_TASK BRIEF_
Lines holding the word "EnvFilter" in the material below: count them and write the number alone.

_RECORDS FOR THIS TASK_

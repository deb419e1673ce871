//! Game configuration.
//!
//! Loaded once at startup from a TOML file and treated as read-only by the
//! race core.

use std::path::PathBuf;

use serde::{Deserialize, Serialize};

/// How the HUD renders a time value.
#[derive(Debug, Clone, Copy, PartialEq, Eq, Default, Serialize, Deserialize)]
#[serde(rename_all = "snake_case")]
pub enum TimeFormat {
    /// 12.34
    Seconds,
    /// 1:23
    MinutesSeconds,
    /// 1:23.45 (default)
    #[default]
    MinutesSecondsMillis,
}

/// Read-only game configuration.
#[derive(Debug, Clone, Serialize, Deserialize)]
#[serde(default)]
pub struct GameConfig {
    /// If enabled, the race starts after a countdown.
    pub countdown_enabled: bool,
    /// Countdown duration in seconds. Only used if `countdown_enabled`.
    pub countdown_seconds: f32,
    /// Save key for the best time (lower is better).
    pub best_time_save_key: String,
    /// HUD time format.
    pub time_format: TimeFormat,
    /// How many millisecond digits the HUD shows (1..=3).
    pub millisecond_digits: u8,
}

impl Default for GameConfig {
    fn default() -> Self {
        Self {
            countdown_enabled: true,
            countdown_seconds: 3.0,
            best_time_save_key: "BEST_TIME_SECONDS".to_string(),
            time_format: TimeFormat::default(),
            millisecond_digits: 2,
        }
    }
}

impl GameConfig {
    /// Validate field ranges.
    pub fn validate(&self) -> Result<(), ConfigError> {
        if !self.countdown_seconds.is_finite() || self.countdown_seconds < 0.0 {
            return Err(ConfigError::InvalidValue(
                "countdown_seconds must be finite and >= 0",
            ));
        }

        if self.best_time_save_key.trim().is_empty() {
            return Err(ConfigError::InvalidValue(
                "best_time_save_key must not be empty",
            ));
        }

        if !(1..=3).contains(&self.millisecond_digits) {
            return Err(ConfigError::InvalidValue(
                "millisecond_digits must be between 1 and 3",
            ));
        }

        Ok(())
    }
}

/// Get the application data directory.
pub fn get_data_dir() -> PathBuf {
    directories::ProjectDirs::from("com", "timetrial", "TimeTrial")
        .map(|dirs| dirs.data_dir().to_path_buf())
        .unwrap_or_else(|| PathBuf::from("."))
}

/// Get the configuration file path.
pub fn get_config_path() -> PathBuf {
    get_data_dir().join("config.toml")
}

/// Load game configuration, falling back to defaults when no file exists.
pub fn load_config() -> Result<GameConfig, ConfigError> {
    let path = get_config_path();

    if !path.exists() {
        return Ok(GameConfig::default());
    }

    let content = std::fs::read_to_string(&path).map_err(|e| ConfigError::IoError(e.to_string()))?;

    let config: GameConfig =
        toml::from_str(&content).map_err(|e| ConfigError::ParseError(e.to_string()))?;

    config.validate()?;

    Ok(config)
}

/// Save game configuration to file.
pub fn save_config(config: &GameConfig) -> Result<(), ConfigError> {
    let path = get_config_path();

    if let Some(parent) = path.parent() {
        std::fs::create_dir_all(parent).map_err(|e| ConfigError::IoError(e.to_string()))?;
    }

    let content =
        toml::to_string_pretty(config).map_err(|e| ConfigError::SerializeError(e.to_string()))?;

    std::fs::write(&path, content).map_err(|e| ConfigError::IoError(e.to_string()))?;

    Ok(())
}

/// Configuration errors.
#[derive(Debug, thiserror::Error)]
pub enum ConfigError {
    #[error("IO error: {0}")]
    IoError(String),

    #[error("Parse error: {0}")]
    ParseError(String),

    #[error("Serialize error: {0}")]
    SerializeError(String),

    #[error("Invalid config: {0}")]
    InvalidValue(&'static str),
}
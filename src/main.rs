//! TimeTrial - Minimal 2D Racing Mini-Game Core
//!
//! Headless entry point: runs one scripted race session and reports the
//! result. Embedding applications use the library directly instead.

use tracing_subscriber::{layer::SubscriberExt, util::SubscriberInitExt, EnvFilter};

use timetrial::app::GameApp;
use timetrial::save::{self, FileSaveProvider};
use timetrial::{config, hud};

fn main() -> anyhow::Result<()> {
    tracing_subscriber::registry()
        .with(EnvFilter::try_from_default_env().unwrap_or_else(|_| EnvFilter::new("info")))
        .with(tracing_subscriber::fmt::layer())
        .init();

    tracing::info!("Starting TimeTrial v{}", env!("CARGO_PKG_VERSION"));

    let game_config = config::load_config()?;
    let provider = FileSaveProvider::open(FileSaveProvider::default_path())?;

    tracing::info!("Save file: {:?}", provider.path());

    let mut app = GameApp::new(game_config.clone(), save::shared(provider))?;
    let summary = app.run_session();

    tracing::info!(
        "Session over: time {} (new record: {}), best {}",
        hud::format_time(
            summary.final_time_seconds,
            game_config.time_format,
            game_config.millisecond_digits
        ),
        summary.new_record,
        hud::format_time(
            summary.best_time_seconds,
            game_config.time_format,
            game_config.millisecond_digits
        ),
    );

    Ok(())
}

_SOLUTION FOR THIS PROBLEM_
2